What to work on — Search the records for the string "config", and show each line where it appears.

[Excerpts from a dataset]

use std::{str::FromStr, time::Duration};

use log::{info, warn};
use sqlx::{
    migrate::MigrateError,
    sqlite::{SqliteConnectOptions, SqliteJournalMode, SqlitePoolOptions},
    Pool, Sqlite,
};

use crate::config::Config;

const WAIT_INTERVAL: Duration = Duration::from_secs(1);
const BUSY_TIMEOUT: Duration = Duration::from_secs(5);

/// Opens the service database. WAL lets readers run beside the single
/// writer, and writers wait out each other's locks for `BUSY_TIMEOUT`.
pub async fn connect(url: &str, max_connections: u32) -> Result<Pool<Sqlite>, sqlx::Error> {
    let options = SqliteConnectOptions::from_str(url)?
        .create_if_missing(true)
        .journal_mode(SqliteJournalMode::Wal)
        .busy_timeout(BUSY_TIMEOUT)
        .foreign_keys(true);

    SqlitePoolOptions::new()
        .max_connections(max_connections)
        .connect_with(options)
        .await
}

/// A private database that lives as long as the returned pool.
pub async fn connect_memory() -> Result<Pool<Sqlite>, sqlx::Error> {
    let options = SqliteConnectOptions::from_str("sqlite::memory:")?.foreign_keys(true);

    SqlitePoolOptions::new()
        .max_connections(1)
        .idle_timeout(None)
        .max_lifetime(None)
        .connect_with(options)
        .await
}

/// Blocks startup until the store accepts connections, retrying every second.
pub async fn wait_for_database(config: &Config) -> Result<Pool<Sqlite>, sqlx::Error> {
    info!("Waiting for database...");
    let mut attempt: u32 = 0;

    loop {
        attempt += 1;
        match connect(&config.database_url, config.database_max_connections).await {
            Ok(pool) => {
                info!("Database available.");
                return Ok(pool);
            }
            Err(e) => {
                if config.database_wait_attempts != 0 && attempt >= config.database_wait_attempts {
                    return Err(e);
                }
                warn!("Database unavailable ({e}), waiting 1 second...");
                tokio::time::sleep(WAIT_INTERVAL).await;
            }
        }
    }
}

pub async fn migrate(pool: &Pool<Sqlite>) -> Result<(), MigrateError> {
    sqlx::migrate!("./migrations").run(pool).await?;
    info!("Migrations applied.");

    Ok(())
}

Exercise output —
use crate::config::Config;
pub async fn wait_for_database(config: &Config) -> Result<Pool<Sqlite>, sqlx::Error> {
        match connect(&config.database_url, config.database_max_connections).await {
                if config.database_wait_attempts != 0 && attempt >= config.database_wait_attempts {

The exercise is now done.